▸ **YOUR ASSIGNMENT**: Filter these entries down to lines holding "models".

Start of GIVEN RECORDS

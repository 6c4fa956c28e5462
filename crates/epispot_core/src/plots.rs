//! Figure data for compartment populations over time.
//!
//! Nothing here draws pixels. A [`Figure`] carries everything a front-end
//! needs (labels, colours, series) and can be exported as JSON or CSV.

use crate::comps::CompartmentRole;
use crate::error::{EpiError, Result};
use crate::models::Model;
use crate::solvers::IntegrationSettings;
use serde::{Deserialize, Serialize};
use std::io::Write;
use std::path::Path;

pub const DEFAULT_TITLE: &str = "Compartment Populations over Time";

pub const PALETTE: [&str; 10] = [
    "#545454", "#5386e4", "#d138bf", "#f87666", "#f8f272", "#822e81", "#9fbbcc", "#ff784f",
    "#45cb85", "#a5cc6b",
];

#[derive(Debug, Clone, PartialEq, Serialize, Deserialize)]
#[serde(default)]
pub struct PlotOptions {
    pub title: String,
    /// Include Susceptible compartments, which usually dwarf the others.
    pub show_susceptible: bool,
    pub log_scale: bool,
    /// Only plot these compartment indices.
    pub compartments: Option<Vec<usize>>,
    /// CSS colours cycled through in series order; defaults to [`PALETTE`]
    /// keyed by compartment index.
    pub colors: Option<Vec<String>>,
    pub starting_state: Option<Vec<f64>>,
    /// Solver settings; forward Euler when unset.
    pub integration: Option<IntegrationSettings>,
}

impl Default for PlotOptions {
    fn default() -> Self {
        Self {
            title: DEFAULT_TITLE.to_string(),
            show_susceptible: false,
            log_scale: false,
            compartments: None,
            colors: None,
            starting_state: None,
            integration: None,
        }
    }
}

#[derive(Debug, Clone, Copy, PartialEq, Eq, Serialize, Deserialize)]
#[serde(rename_all = "snake_case")]
pub enum FigureKind {
    Line,
    Stacked,
}

#[derive(Debug, Clone, PartialEq, Serialize, Deserialize)]
pub struct Series {
    pub name: String,
    pub color: String,
    pub values: Vec<f64>,
}

#[derive(Debug, Clone, PartialEq, Serialize, Deserialize)]
pub struct Figure {
    pub title: String,
    pub kind: FigureKind,
    pub x_label: String,
    pub y_label: String,
    pub log_scale: bool,
    pub x: Vec<f64>,
    pub series: Vec<Series>,
}

impl Figure {
    pub fn to_json(&self) -> Result<String> {
        Ok(serde_json::to_string(self)?)
    }

    /// Writes one row per time point: the time, then every series.
    pub fn write_csv<W: Write>(&self, writer: W) -> Result<()> {
        let mut csv = csv::Writer::from_writer(writer);
        let mut header = vec!["time".to_string()];
        header.extend(self.series.iter().map(|s| s.name.clone()));
        csv.write_record(&header)?;
        for (i, t) in self.x.iter().enumerate() {
            let mut row = vec![t.to_string()];
            row.extend(self.series.iter().map(|s| s.values[i].to_string()));
            csv.write_record(&row)?;
        }
        csv.flush()?;
        Ok(())
    }

    pub fn save_csv(&self, path: impl AsRef<Path>) -> Result<()> {
        let file = std::fs::File::create(path)?;
        self.write_csv(file)
    }

    /// Running totals in series order, i.e. the upper edge of every band of a
    /// stacked area chart.
    pub fn stacked_totals(&self) -> Vec<Vec<f64>> {
        let mut running = vec![0.0; self.x.len()];
        self.series
            .iter()
            .map(|s| {
                for (acc, v) in running.iter_mut().zip(&s.values) {
                    *acc += v;
                }
                running.clone()
            })
            .collect()
    }
}

/// Line chart of every (selected) compartment.
pub fn model(model: &mut Model, timesteps: &[f64], options: &PlotOptions) -> Result<Figure> {
    build(model, timesteps, options, FigureKind::Line)
}

/// Stacked area chart of every (selected) compartment.
pub fn stacked(model: &mut Model, timesteps: &[f64], options: &PlotOptions) -> Result<Figure> {
    build(model, timesteps, options, FigureKind::Stacked)
}

fn build(
    model: &mut Model,
    timesteps: &[f64],
    options: &PlotOptions,
    kind: FigureKind,
) -> Result<Figure> {
    if let Some(colors) = &options.colors {
        if colors.is_empty() {
            return Err(EpiError::InvalidModel("colour list is empty".into()));
        }
    }
    let trajectory = model.integrate_with(
        timesteps,
        options.starting_state.as_deref(),
        options.integration.unwrap_or_default(),
    )?;

    let comps = model.compartments();
    let selected: Vec<usize> = match &options.compartments {
        Some(indices) => {
            if let Some(&bad) = indices.iter().find(|&&i| i >= comps.len()) {
                return Err(EpiError::InvalidModel(format!(
                    "cannot plot compartment {bad}; the model has {}",
                    comps.len()
                )));
            }
            indices.clone()
        }
        None => (0..comps.len()).collect(),
    };

    let series = selected
        .into_iter()
        .filter(|&i| options.show_susceptible || comps[i].role() != CompartmentRole::Susceptible)
        .enumerate()
        .map(|(n, i)| {
            let color = match &options.colors {
                Some(colors) => colors[n % colors.len()].clone(),
                None => PALETTE[i % PALETTE.len()].to_string(),
            };
            Series {
                name: comps[i].name.clone(),
                color,
                values: trajectory.series(i),
            }
        })
        .collect();

    Ok(Figure {
        title: options.title.clone(),
        kind,
        x_label: "Time (days)".to_string(),
        y_label: "People".to_string(),
        log_scale: options.log_scale,
        x: trajectory.times,
        series,
    })
}

#[cfg(test)]
mod tests {
    use super::*;
    use crate::models::TimeFrame;
    use crate::pre;

    #[test]
    fn line_figure_hides_susceptible_by_default() {
        let mut sir = pre::sir(2.5, 0.5, 1e4).expect("sir");
        let days = TimeFrame::days(30).points();
        let fig = model(&mut sir, &days, &PlotOptions::default()).expect("figure");

        assert_eq!(fig.title, DEFAULT_TITLE);
        assert_eq!(fig.kind, FigureKind::Line);
        assert_eq!(fig.x, days);
        let names: Vec<_> = fig.series.iter().map(|s| s.name.as_str()).collect();
        assert_eq!(names, vec!["Infected", "Removed"]);
        assert_eq!(fig.series[0].color, PALETTE[1]);
        assert_eq!(fig.series[0].values.len(), 30);
    }

    #[test]
    fn options_select_and_colour_series() {
        let mut sir = pre::sir(2.5, 0.5, 1e4).expect("sir");
        let days = TimeFrame::days(10).points();
        let options = PlotOptions {
            title: "Outbreak".into(),
            show_susceptible: true,
            log_scale: true,
            compartments: Some(vec![0, 2]),
            colors: Some(vec!["red".into()]),
            ..PlotOptions::default()
        };
        let fig = stacked(&mut sir, &days, &options).expect("figure");
        assert_eq!(fig.kind, FigureKind::Stacked);
        assert!(fig.log_scale);
        let names: Vec<_> = fig.series.iter().map(|s| s.name.as_str()).collect();
        assert_eq!(names, vec!["Susceptible", "Removed"]);
        assert!(fig.series.iter().all(|s| s.color == "red"));

        let bad = PlotOptions {
            compartments: Some(vec![7]),
            ..PlotOptions::default()
        };
        assert!(model(&mut sir, &days, &bad).is_err());
    }

    #[test]
    fn solver_is_unset_unless_options_name_one() {
        let options: PlotOptions = serde_json::from_str(r#"{"title": "SIR"}"#).expect("options");
        assert_eq!(options.integration, None);

        let options: PlotOptions =
            serde_json::from_str(r#"{"integration": {"method": "rk4", "substeps": 2}}"#)
                .expect("options");
        let settings = options.integration.expect("explicit solver");
        assert_eq!(settings.method, crate::solvers::IntegrationMethod::Rk4);
        assert_eq!(settings.substeps, 2);

        let mut sir = pre::sir(2.5, 0.5, 1e4).expect("sir");
        let days = [0.0, 1.0, 2.0];
        let rk4 = model(&mut sir, &days, &options).expect("rk4 figure");
        let euler = model(&mut sir, &days, &PlotOptions::default()).expect("euler figure");
        assert_ne!(rk4.series[0].values[1], euler.series[0].values[1]);
    }

    #[test]
    fn stacked_totals_sum_to_population() {
        let mut sir = pre::sir(2.5, 0.5, 1e4).expect("sir");
        let days = TimeFrame::days(20).points();
        let options = PlotOptions {
            show_susceptible: true,
            ..PlotOptions::default()
        };
        let fig = stacked(&mut sir, &days, &options).expect("figure");
        let totals = fig.stacked_totals();
        for top in totals.last().expect("three bands") {
            assert!((top - 1e4).abs() < 1e-6);
        }
    }

    #[test]
    fn csv_export_has_header_and_rows() {
        let mut sir = pre::sir(2.0, 0.5, 100.0).expect("sir");
        let fig = model(&mut sir, &[0.0, 1.0, 2.0], &PlotOptions::default()).expect("figure");
        let mut buf = Vec::new();
        fig.write_csv(&mut buf).expect("csv");
        let text = String::from_utf8(buf).expect("utf8");
        let lines: Vec<_> = text.lines().collect();
        assert_eq!(lines.len(), 4);
        assert_eq!(lines[0], "time,Infected,Removed");
        assert!(lines[1].starts_with("0,"));

        let json: serde_json::Value =
            serde_json::from_str(&fig.to_json().expect("json")).expect("valid json");
        assert_eq!(json["kind"], "line");
        assert_eq!(json["x_label"], "Time (days)");
    }
}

End of GIVEN RECORDS

▸ **SOLUTION TO THIS TASK**:
use crate::models::Model;
    use crate::models::TimeFrame;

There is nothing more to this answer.